すでにKnowledgeDeliver5以降をご利用の方、そのASPサービスのナレッジデリ(Ver.3以降)をご利用の方はすぐにご利用いただけます。ただしデータベースから分析に必要なデータを持ってくるのに手間がかかる場合があり、この場合は手間賃実費だけ頂戴する形になります。ただナレッジデリはこの限りではなく、完全に無料です。おっしゃっていただければViewの分析結果をお渡しいたします。

そしてManandaでも同様に無料です。ManandaのAnalytics+はKnowledgeDeliverのとは少しインターフェイスや仕様が異なりますが、実はもうすでにいくつかの機能がManandaのサイトに登録されております。

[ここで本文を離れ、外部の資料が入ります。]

pub mod api;
pub mod config;
pub mod coordinator;
pub mod error;
pub mod models;
pub mod services;

pub use api::{ApiClient, NewsSource};
pub use config::Config;
pub use coordinator::{ArticlesState, FetchCoordinator};
pub use error::{AppError, Result};
pub use models::{Article, Category, Language};
pub use services::ArticleCache;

RobotProjectは、それぞれの特性上、個別の対応が必要となるため有償オプションとさせていただきます。こちらは別途ご相談ください。

 

Learning Analytics、これからのeラーニングの重点領域の一つです。

先日のブログでも触れたことを繰り返しますが、あまり期待値ばかり高くて煽ってもしょうがないので、針小棒大ふうなことは申し上げませんし、まだまだ発展途上であることも確かです。

ただ今後、eラーニングや教育の大きな領域となるポテンシャルを持ったLearning Analyticsが、コンセプトではなく「具体的に」どういうものなのかをご覧いただき、活用イメージを抱いていただくにはAnalytics+はいいサービスだと思います。何せ「実験・検証レベル」ではなく「もうすでに触れることのできるサービス」なのですから。